LEBAK – Berdasarkan data rekapan dari BPBD Lebak, jumlah kerusakan bangunan mencapai 1.126 unit. Jumlah kerusakan tersebut bervariasi, rusak ringan mencapai 817, rusak berat 138 dan rusak sedang 171 unit.
Jumlah kerusakan terbanyak ada di Kecamatan Malingping, yaitu rusak ringan 356, rusak berat 31 dan rusak sedang mencapai 161 unit. Kerusakan di Kecamatan Malingping lebih banyak dibandingkan dengan 20 kecamatan lain yang terdampak gempa di Kabupaten Lebak.
Bupati Lebak Iti Octavia Jayabaya mengatakan, kerusakan terparah lainnya ada di Kecamatan Cilograng dan Kecamatan Bayah. Selain rumah, gedung sekolah dan tempat peribadatan ikut rusak akibat gempa.
“Ribuan kerusakan tersebut, yang paling mengalami kerusakan berada di Kecamatan Cilograng dan Kecamatan Bayah.
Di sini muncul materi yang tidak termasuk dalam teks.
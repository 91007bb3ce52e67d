//! Query result types
//!
//! Everything here is transient and serializable; nothing is persisted.

use crate::storage::{Collection, StorageError};
use crate::types::{FileType, TopicExample};
use serde::Serialize;
use std::fmt;
use std::str::FromStr;
use thiserror::Error;

/// A corpus the combined search can draw from
#[derive(Debug, Clone, Copy, PartialEq, Eq, Hash, Serialize)]
#[serde(rename_all = "lowercase")]
pub enum SearchSource {
    /// Documentation pages
    Docs,
    /// Repository files
    Github,
    /// Extracted code patterns
    Patterns,
}

impl SearchSource {
    pub const ALL: [SearchSource; 3] = [Self::Docs, Self::Github, Self::Patterns];

    pub fn as_str(&self) -> &'static str {
        match self {
            Self::Docs => "docs",
            Self::Github => "github",
            Self::Patterns => "patterns",
        }
    }
}

impl fmt::Display for SearchSource {
    fn fmt(&self, f: &mut fmt::Formatter<'_>) -> fmt::Result {
        f.write_str(self.as_str())
    }
}

impl FromStr for SearchSource {
    type Err = String;

    fn from_str(s: &str) -> Result<Self, Self::Err> {
        match s.trim().to_ascii_lowercase().as_str() {
            "docs" => Ok(Self::Docs),
            "github" => Ok(Self::Github),
            "patterns" => Ok(Self::Patterns),
            other => Err(format!(
                "unknown source '{}' (expected docs, github or patterns)",
                other
            )),
        }
    }
}

/// Structured search failure, returned as data rather than raised
#[derive(Debug, Clone, PartialEq, Eq, Error, Serialize)]
#[serde(tag = "error", rename_all = "kebab-case")]
pub enum SearchError {
    #[error("{corpus} corpus not available yet, populate data first")]
    Unavailable { corpus: String },

    #[error("{corpus} corpus is corrupt: {message}")]
    Corrupt { corpus: String, message: String },

    #[error("{corpus} corpus could not be loaded: {message}")]
    LoadFailed { corpus: String, message: String },
}

impl SearchError {
    pub fn from_storage(collection: Collection, error: &StorageError) -> Self {
        let corpus = collection.name().to_string();
        match error {
            StorageError::NotFound(_) => Self::Unavailable { corpus },
            StorageError::Corrupt { message, .. } => Self::Corrupt {
                corpus,
                message: message.clone(),
            },
            other => Self::LoadFailed {
                corpus,
                message: other.to_string(),
            },
        }
    }
}

/// A ranked documentation page
#[derive(Debug, Clone, PartialEq, Eq, Serialize)]
pub struct DocResult {
    pub url: String,
    pub title: String,
    pub score: u32,
    pub snippet: String,
}

/// A ranked repository file
#[derive(Debug, Clone, PartialEq, Eq, Serialize)]
pub struct FileResult {
    pub repository: String,
    pub path: String,
    pub url: String,
    pub file_type: FileType,
    pub score: u32,
    pub snippet: String,
}

/// A ranked code pattern
#[derive(Debug, Clone, PartialEq, Eq, Serialize)]
pub struct PatternResult {
    /// import, function, struct or enum
    pub kind: String,
    pub definition: String,
    pub path: String,
    pub repository: String,
    pub url: String,
    pub score: u32,
}

/// One entry of a combined search, tagged with its source
#[derive(Debug, Clone, PartialEq, Eq, Serialize)]
#[serde(tag = "source", rename_all = "lowercase")]
pub enum SearchHit {
    Docs(DocResult),
    Github(FileResult),
    Patterns(PatternResult),
}

impl SearchHit {
    pub fn score(&self) -> u32 {
        match self {
            Self::Docs(r) => r.score,
            Self::Github(r) => r.score,
            Self::Patterns(r) => r.score,
        }
    }

    pub fn source(&self) -> SearchSource {
        match self {
            Self::Docs(_) => SearchSource::Docs,
            Self::Github(_) => SearchSource::Github,
            Self::Patterns(_) => SearchSource::Patterns,
        }
    }
}

/// Per-source outcome of a combined search
#[derive(Debug, Clone, PartialEq, Eq, Serialize)]
pub struct SourceStatus {
    pub source: SearchSource,
    /// Hits the source contributed before merging
    pub hits: usize,
    /// Set when the source could not be searched
    #[serde(skip_serializing_if = "Option::is_none")]
    pub error: Option<SearchError>,
}

/// Result of [`SearchEngine::search_all`](crate::search::SearchEngine::search_all)
#[derive(Debug, Clone, PartialEq, Eq, Serialize)]
pub struct CombinedResults {
    pub query: String,
    pub results: Vec<SearchHit>,
    pub sources: Vec<SourceStatus>,
}

/// A topic example with the topic it was found under
#[derive(Debug, Clone, PartialEq, Eq, Serialize)]
pub struct ExampleHit {
    pub topic: String,
    #[serde(flatten)]
    pub example: TopicExample,
}

/// Result of a topic search over repository examples
#[derive(Debug, Clone, PartialEq, Eq, Serialize)]
pub struct ExampleResults {
    pub query: String,
    pub matched_topics: Vec<String>,
    pub examples: Vec<ExampleHit>,
    /// Every known topic, sorted; filled only when nothing matched
    #[serde(skip_serializing_if = "Vec::is_empty")]
    pub available_topics: Vec<String>,
}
Posko kedaruratan pada masing-masing kecamatan yang terdampak sudah kita bangun, untuk sementara warga mengungsi,” kata Bupati Lebak saat di Lebak Selatan, Rabu (24/1).
Untuk korban jiwa, lanjut Iti, sebenarnya tidak ada. Namun ada laporan ada yang meninggal pasca gempa berhenti. “Ada yang meninggal satu orang warga Desa Sawarna setelah gempa. Namun warga yang meninggal tersebut akibat serangan jantung, bukan tertimpa reruntuhan bangunan. Dan ada enam orang yang mengalami luka ringan, namun sudah diobati dan sudah beraktivitas seperti biasa,” katanya.
Iti juga meminta bantuan kepada pemerintah pusat dan provinsi, untuk membantu memperbaiki rumah yang rusak akibat gempa.
Sementara itu, Sekertaris Desa (Sekdes) Sawarna Barat Lili Suheli mengatakan, warganya meninggal akibat terkena serangan jantung pada saat terjadinya gempa. Warga yang meninggal tersebut bernama Nana (40) asal Kampung Cikaung.
“Korban sebelumnya mengidap penyakit diabetes dan mempunyai riwayat sakit jantung. Dan saat gempa terjadi korban terkena serangan jantung,” ujarnya, Rabu (24/1).
Lili menjelaskan, sebelumnya korban sempat pingsan dan langsung dibawa ke puskesmas setempat. Dan korban harus mendapatkan rujukan untuk dibawa ke rumah sakit, namun ketika hendak dirujuk warganya menghembuskan nafas terakhirnya.